What is Personal Protective Equipment?
Personal protective equipment, or PPE, is designed to protect employees from serious workplace injuries or illnesses resulting from contact with chemical, radiological, physical, electrical, mechanical, or other workplace hazards.
Regulations require employers conduct hazard assessments of the workplace to determine what hazards are present that require the use of PPE, provide workers with appropriate PPE, and train employees to use and maintain it in clean and reliable condition.
Eye and Face Injuries
Thousands of people are blinded each year from work-related eye injuries that could have been prevented with the proper selection and use of eye and face protection. Eye injuries alone cost more than $300 million per year in lost production time, medical expenses, and worker compensation. Safety glasses, goggles, helmets, and face shields can protect employees from the hazards of flying fragments, large chips, hot sparks, and splashes, as well as objects, particles, sand, dirt, mists, dusts, and glare. The type of eye or face protection required depends on the hazard.
Eye and face protection with filter lenses are required where there is a potential of being exposed to injurious light radiation, such as welding and work with lasers.
Safety glasses effectively protect the eye from solid materials (dust and flying objects), but are less effective at protecting the eyes from chemical splashes.
- Use safety glasses for general working conditions where there may be minor dust, chips, or flying particles.
- Use safety glasses with side protection such as side shields or wraparound style where there is a potential of being struck by projectile flying objects such as:
- Fastening (e.g., staple guns)
- Grinding or abrasive wheels
- Cutting (e.g., power saws)
- Power actuated tools
- Use safety glasses treated for anti-fog.
- Use an eyewear retainer to keep the glasses tight to the face or hanging from the neck if not in use.
- Departments are required to provide eye protection for employees engaged in activities that produce objects which may enter the eye. While departments are not required to purchase prescription safety glasses, there is a policy for providing such eyewear. Contact your supervisor for details. Also, the department may provide an alternate type of eye protection (e.g., goggles) instead of purchasing prescription safety glasses.
Fit, Care and Maintenance
- Ensure your eye protection fits properly. Eye size, bridge size, and temple length all vary.
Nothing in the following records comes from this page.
//! Media library browsing: path safety, folder and file listing
//!
//! All listing operations are single-shot directory scans with no shared
//! state. Permission problems degrade to empty results rather than errors;
//! only the HTTP layer turns a missing folder into a 404.

use crate::models::{AudioFile, FolderContents, FolderItem};
use percent_encoding::{percent_decode_str, utf8_percent_encode, AsciiSet, NON_ALPHANUMERIC};
use std::collections::HashSet;
use std::path::{Component, Path, PathBuf};
use tracing::debug;

/// Everything except RFC 3986 unreserved characters gets percent-encoded
const PATH_ENCODE_SET: &AsciiSet = &NON_ALPHANUMERIC
    .remove(b'-')
    .remove(b'_')
    .remove(b'.')
    .remove(b'~');

/// Percent-encode a relative path for use in API responses
pub fn encode_path(path: &str) -> String {
    utf8_percent_encode(path, PATH_ENCODE_SET).to_string()
}

/// Decode a percent-encoded path
pub fn decode_path(encoded: &str) -> String {
    percent_decode_str(encoded)
        .decode_utf8_lossy()
        .into_owned()
}

/// Check that a requested path cannot escape the media root
///
/// Rejects raw or encoded `..` components and absolute paths outright. If
/// the target exists its canonical form must still sit under the canonical
/// base, which also catches symlinks pointing outside the library.
pub fn is_safe_path(base: &Path, requested: &str) -> bool {
    if requested.contains("..") {
        return false;
    }

    let decoded = decode_path(requested);
    let decoded_path = Path::new(&decoded);

    if decoded_path.is_absolute() {
        return false;
    }
    if decoded_path
        .components()
        .any(|c| matches!(c, Component::ParentDir))
    {
        return false;
    }

    let full = base.join(decoded_path);
    match full.canonicalize() {
        Ok(resolved) => match base.canonicalize() {
            Ok(canonical_base) => resolved.starts_with(canonical_base),
            Err(_) => false,
        },
        // Nonexistent paths are lexically contained; existence is checked
        // separately by the caller.
        Err(_) => true,
    }
}

/// Lowercase file extension without the dot, empty if none
pub fn file_extension(filename: &str) -> String {
    Path::new(filename)
        .extension()
        .map(|e| e.to_string_lossy().to_lowercase())
        .unwrap_or_default()
}

/// Whether a filename carries one of the allowed audio extensions
pub fn is_audio_file(filename: &str, allowed: &HashSet<String>) -> bool {
    allowed.contains(&file_extension(filename))
}

/// Resolve a (possibly empty) encoded relative path under the base
fn resolve(base: &Path, relative: &str) -> PathBuf {
    if relative.is_empty() {
        base.to_path_buf()
    } else {
        base.join(decode_path(relative))
    }
}

/// Whether a folder directly contains any audio files (non-recursive)
fn folder_has_audio(folder: &Path, allowed: &HashSet<String>) -> bool {
    let entries = match std::fs::read_dir(folder) {
        Ok(entries) => entries,
        Err(_) => return false,
    };

    for entry in entries.flatten() {
        let name = entry.file_name().to_string_lossy().into_owned();
        if entry.path().is_file() && is_audio_file(&name, allowed) {
            return true;
        }
    }
    false
}

/// Count immediate subfolders
fn count_subfolders(folder: &Path) -> usize {
    match std::fs::read_dir(folder) {
        Ok(entries) => entries
            .flatten()
            .filter(|e| e.path().is_dir())
            .count(),
        Err(_) => 0,
    }
}

/// List folders under `relative`, sorted case-insensitively by name
///
/// Hidden (dot-prefixed) directories are skipped. Missing or unreadable
/// directories list as empty.
pub fn list_folders(base: &Path, relative: &str, allowed: &HashSet<String>) -> Vec<FolderItem> {
    let full = resolve(base, relative);
    if !full.is_dir() {
        return Vec::new();
    }

    let entries = match std::fs::read_dir(&full) {
        Ok(entries) => entries,
        Err(e) => {
            debug!("Failed to read {:?}: {}", full, e);
            return Vec::new();
        }
    };

    let mut folders: Vec<FolderItem> = entries
        .flatten()
        .filter(|e| e.path().is_dir())
        .filter_map(|e| {
            let name = e.file_name().to_string_lossy().into_owned();
            if name.starts_with('.') {
                return None;
            }
            let rel = e
                .path()
                .strip_prefix(base)
                .ok()?
                .to_string_lossy()
                .into_owned();
            Some(FolderItem {
                has_audio: folder_has_audio(&e.path(), allowed),
                subfolder_count: count_subfolders(&e.path()),
                path: encode_path(&rel),
                name,
            })
        })
        .collect();

    folders.sort_by_key(|f| f.name.to_lowercase());
    folders
}

/// List audio files under `relative`, sorted case-insensitively by name
pub fn list_audio_files(base: &Path, relative: &str, allowed: &HashSet<String>) -> Vec<AudioFile> {
    let full = resolve(base, relative);
    if !full.is_dir() {
        return Vec::new();
    }

    let entries = match std::fs::read_dir(&full) {
        Ok(entries) => entries,
        Err(e) => {
            debug!("Failed to read {:?}: {}", full, e);
            return Vec::new();
        }
    };

    let mut files: Vec<AudioFile> = entries
        .flatten()
        .filter(|e| e.path().is_file())
        .filter_map(|e| {
            let name = e.file_name().to_string_lossy().into_owned();
            if !is_audio_file(&name, allowed) {
                return None;
            }
            let rel = e
                .path()
                .strip_prefix(base)
                .ok()?
                .to_string_lossy()
                .into_owned();
            let size = e.metadata().map(|m| m.len()).unwrap_or(0);
            Some(AudioFile {
                format: file_extension(&name),
                path: encode_path(&rel),
                filename: name,
                size,
            })
        })
        .collect();

    files.sort_by_key(|f| f.filename.to_lowercase());
    files
}

/// Complete contents of a folder, `None` for unsafe or missing paths
pub fn folder_contents(
    base: &Path,
    relative: &str,
    allowed: &HashSet<String>,
) -> Option<FolderContents> {
    if !relative.is_empty() && !is_safe_path(base, relative) {
        return None;
    }

    let full = resolve(base, relative);
    if !full.is_dir() {
        return None;
    }

    let name = if relative.is_empty() {
        "Root".to_string()
    } else {
        full.file_name()
            .map(|n| n.to_string_lossy().into_owned())
            .unwrap_or_else(|| "Root".to_string())
    };

    Some(FolderContents {
        path: relative.to_string(),
        name,
        folders: list_folders(base, relative, allowed),
        files: list_audio_files(base, relative, allowed),
    })
}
Safety glasses should be individually assigned and fitted.
- Wear safety glasses so that the temples fit comfortably over the ears. The frame should be as close to the face as possible and adequately supported by the bridge of the nose.
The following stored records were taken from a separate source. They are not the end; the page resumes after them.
//! Runtime metrics for the streaming pipeline and cache

use crate::transcoder::EncodeOutcome;
use std::sync::atomic::{AtomicU64, Ordering};

/// Counters collected across all requests
///
/// All counters are monotonic and lock-free; a snapshot is taken for the
/// exposition endpoint.
#[derive(Debug, Default)]
pub struct StreamMetrics {
    requests: AtomicU64,
    cache_hits: AtomicU64,
    cache_misses: AtomicU64,
    passthrough: AtomicU64,
    encode_success: AtomicU64,
    encode_timeout: AtomicU64,
    encode_failure: AtomicU64,
    bytes_streamed: AtomicU64,
}

/// Point-in-time copy of all counters
#[derive(Debug, Clone, Copy, Default)]
pub struct MetricsSnapshot {
    pub requests: u64,
    pub cache_hits: u64,
    pub cache_misses: u64,
    pub passthrough: u64,
    pub encode_success: u64,
    pub encode_timeout: u64,
    pub encode_failure: u64,
    pub bytes_streamed: u64,
}

impl StreamMetrics {
    pub fn new() -> Self {
        Self::default()
    }

    pub fn record_request(&self) {
        self.requests.fetch_add(1, Ordering::Relaxed);
    }

    pub fn record_cache_hit(&self) {
        self.cache_hits.fetch_add(1, Ordering::Relaxed);
    }

    pub fn record_cache_miss(&self) {
        self.cache_misses.fetch_add(1, Ordering::Relaxed);
    }

    pub fn record_passthrough(&self) {
        self.passthrough.fetch_add(1, Ordering::Relaxed);
    }

    pub fn record_encode(&self, outcome: EncodeOutcome) {
        let counter = match outcome {
            EncodeOutcome::Success => &self.encode_success,
            EncodeOutcome::Timeout => &self.encode_timeout,
            EncodeOutcome::ProcessFailure => &self.encode_failure,
        };
        counter.fetch_add(1, Ordering::Relaxed);
    }

    pub fn record_bytes_streamed(&self, n: u64) {
        self.bytes_streamed.fetch_add(n, Ordering::Relaxed);
    }

    pub fn snapshot(&self) -> MetricsSnapshot {
        MetricsSnapshot {
            requests: self.requests.load(Ordering::Relaxed),
            cache_hits: self.cache_hits.load(Ordering::Relaxed),
            cache_misses: self.cache_misses.load(Ordering::Relaxed),
            passthrough: self.passthrough.load(Ordering::Relaxed),
            encode_success: self.encode_success.load(Ordering::Relaxed),
            encode_timeout: self.encode_timeout.load(Ordering::Relaxed),
            encode_failure: self.encode_failure.load(Ordering::Relaxed),
            bytes_streamed: self.bytes_streamed.load(Ordering::Relaxed),
        }
    }
}

impl MetricsSnapshot {
    /// Cache hit rate as a percentage of lookups
    pub fn cache_hit_rate(&self) -> f64 {
        let lookups = self.cache_hits + self.cache_misses;
        if lookups == 0 {
            0.0
        } else {
            self.cache_hits as f64 / lookups as f64 * 100.0
        }
    }

    /// Render in Prometheus text exposition format
    pub fn render_prometheus(&self) -> String {
        let mut out = String::new();

        let counters: [(&str, &str, u64); 8] = [
            (
                "tunebox_requests_total",
                "Total number of stream requests processed",
                self.requests,
            ),
            (
                "tunebox_cache_hits_total",
                "Number of transcode cache hits",
                self.cache_hits,
            ),
            (
                "tunebox_cache_misses_total",
                "Number of transcode cache misses",
                self.cache_misses,
            ),
            (
                "tunebox_passthrough_total",
                "Number of requests served as MP3 passthrough",
                self.passthrough,
            ),
            (
                "tunebox_encode_success_total",
                "Number of successful encodes",
                self.encode_success,
            ),
            (
                "tunebox_encode_timeout_total",
                "Number of encodes aborted on timeout",
                self.encode_timeout,
            ),
            (
                "tunebox_encode_failure_total",
                "Number of encoder process failures",
                self.encode_failure,
            ),
            (
                "tunebox_bytes_streamed_total",
                "Total bytes streamed to clients",
                self.bytes_streamed,
            ),
        ];

        for (name, help, value) in counters {
            out.push_str(&format!("# HELP {} {}\n", name, help));
            out.push_str(&format!("# TYPE {} counter\n", name));
            out.push_str(&format!("{} {}\n\n", name, value));
        }

        out.push_str("# HELP tunebox_cache_hit_rate Cache hit rate percentage\n");
        out.push_str("# TYPE tunebox_cache_hit_rate gauge\n");
        out.push_str(&format!("tunebox_cache_hit_rate {:.2}\n", self.cache_hit_rate()));

        out
    }
}

#[cfg(test)]
mod tests {
    use super::*;

    #[test]
    fn test_snapshot_reflects_counters() {
        let metrics = StreamMetrics::new();
        metrics.record_request();
        metrics.record_request();
        metrics.record_cache_hit();
        metrics.record_cache_miss();
        metrics.record_passthrough();
        metrics.record_encode(EncodeOutcome::Success);
        metrics.record_encode(EncodeOutcome::Timeout);
        metrics.record_encode(EncodeOutcome::ProcessFailure);
        metrics.record_bytes_streamed(4096);

        let snap = metrics.snapshot();
        assert_eq!(snap.requests, 2);
        assert_eq!(snap.cache_hits, 1);
        assert_eq!(snap.cache_misses, 1);
        assert_eq!(snap.passthrough, 1);
        assert_eq!(snap.encode_success, 1);
        assert_eq!(snap.encode_timeout, 1);
        assert_eq!(snap.encode_failure, 1);
        assert_eq!(snap.bytes_streamed, 4096);
    }

    #[test]
    fn test_hit_rate() {
        let metrics = StreamMetrics::new();
        metrics.record_cache_hit();
        metrics.record_cache_hit();
        metrics.record_cache_hit();
        metrics.record_cache_miss();
        assert_eq!(metrics.snapshot().cache_hit_rate(), 75.0);
    }

    #[test]
    fn test_hit_rate_no_lookups() {
        assert_eq!(MetricsSnapshot::default().cache_hit_rate(), 0.0);
    }

    #[test]
    fn test_prometheus_rendering() {
        let metrics = StreamMetrics::new();
        metrics.record_request();
        metrics.record_cache_hit();
        metrics.record_bytes_streamed(100);

        let out = metrics.snapshot().render_prometheus();
        assert!(out.contains("tunebox_requests_total 1"));
        assert!(out.contains("tunebox_cache_hits_total 1"));
        assert!(out.contains("tunebox_bytes_streamed_total 100"));
        assert!(out.contains("# TYPE tunebox_requests_total counter"));
        assert!(out.contains("# TYPE tunebox_cache_hit_rate gauge"));
        assert!(out.contains("tunebox_cache_hit_rate 100.00"));
    }
}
- Clean eye protection daily according to the manufacturer’s instructions. Avoid rough handling that can scratch lenses, which impair vision and weaken lenses.
- Store eye protection in a clean, dry place where they cannot fall or be stepped on. Keep them in a case when they are not being worn.
- Replace scratched, pitted, broken, bent, or ill-fitting eye protection with identical parts from the original manufacturer to ensure the same safety rating.
Contact us if you need assistance evaluating eye impact hazards in your work area and determining if safety eyewear is required.
Goggles should be worn in situations where there is potential for chemical fumes, splashes, mists, sprays, or dust exposure to the eyes. Chemical goggles form a liquid-proof seal around the eyes, protecting them from splashes.
- Goggles for splash or fine dust protection should have indirect venting. Use direct vented goggles for less fogging when working with large particles.
- Safety goggles designed after ski type goggles with high air flow minimize fogging while providing better particle and splash protection.
Goggles with a face shield are required when handling highly reactive substances or large quantities of hazardous chemicals, corrosives, poisons and hot chemicals, projectiles, or radiant energy. Face shields are not a substitute for eye protection. Always wear safety glasses or goggles under a face shield.
- Use face shields for highest impact, full face protection for spraying, chipping, grinding, and critical chemical or biohazards.
- Face shields may be tinted or metal coated for heat and splatter protection.
- The curve of the face shield will direct particles or chemicals coming from the side into the eyes.